Le tourisme peut être défini comme étant un déplacement hors de son domicile qui a pour but non pas les affaires mais le loisir. Ce n’est donc jamais un déplacement obligé. Il apparaît au XVIIIe siècle et il est largement une invention anglaise, l’Angleterre étant à l’époque le pays le plus avancé économiquement. D’ailleurs le mot touriste vient du « Grand Tour », un circuit que les jeunes aristocrates britanniques avaient l’habitude d’effectuer dans plusieurs capitales européennes, notamment Rome pour perfectionner leur culture classique ou Paris pour s’initier aux bonnes manières. Assez rapidement c’est l’ensemble des élites britanniques qui va se mettre à séjourner hors de chez elle pour son propre agrément. Dans les autres pays européens le mot touriste n’apparaît que plus tardivement. En France, c’est Stendhal qui l’utilise pour la première fois dans son ouvrage Mémoires d’un touriste. Vers 1870, dans son dictionnaire, Emile Littré précise "que le mot se dit surtout des voyageurs anglais en France, en Suisse et en Italie".

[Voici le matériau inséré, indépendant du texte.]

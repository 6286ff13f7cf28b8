/*
    Copyright © 2023, ParallelChain Lab
    Licensed under the Apache License, Version 2.0: http://www.apache.org/licenses/LICENSE-2.0
*/

//! Types that are used across multiple components of a base.

use borsh::BorshSerialize;

pub mod crypto_primitives;

pub mod data_types;

pub mod indexer_set;

pub mod manifest;

pub mod messages;

pub mod multisig;

/// Borsh-serialize `value` into a fresh buffer.
pub(crate) fn encode<T: BorshSerialize>(value: &T) -> Vec<u8> {
    let mut bytes = Vec::new();
    // Writing into a `Vec` cannot fail.
    let _ = value.serialize(&mut bytes);
    bytes
}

Les jeunes aristocrates qui faisaient le Grand Tour avaient pour habitude de commander des portraits les représentant durant leur voyage. Portrait de John Talbot 1773 (Getty Museum of Art).


Ce sont aussi les Britanniques qui lancent les premières stations balnéaires, d’abord dans le Sud de l’Angleterre avec des villes comme Brighton ou Bath, puis sur le continent avec, notamment, Ostende en Belgique.  

 


Située sur la côte sud de l'Angleterre, à soixante kilomètres de Londres, Brighton est au départ un petit village de pêcheurs. Puis à partir du milieu du XVIIIe siècle, elle se transforme en station balnéaire pour l'aristocratie londonienne. En 1783, le futur roi Georges IV y fait construire une extravagante résidence d'été, bâtie comme un palais indien et décorée à l'intérieur à la mode chinoise.

 

 
Ostende était célèbre pour ses cabines de bains à roues, tirées sur la plage par des chevaux jusque dans la mer.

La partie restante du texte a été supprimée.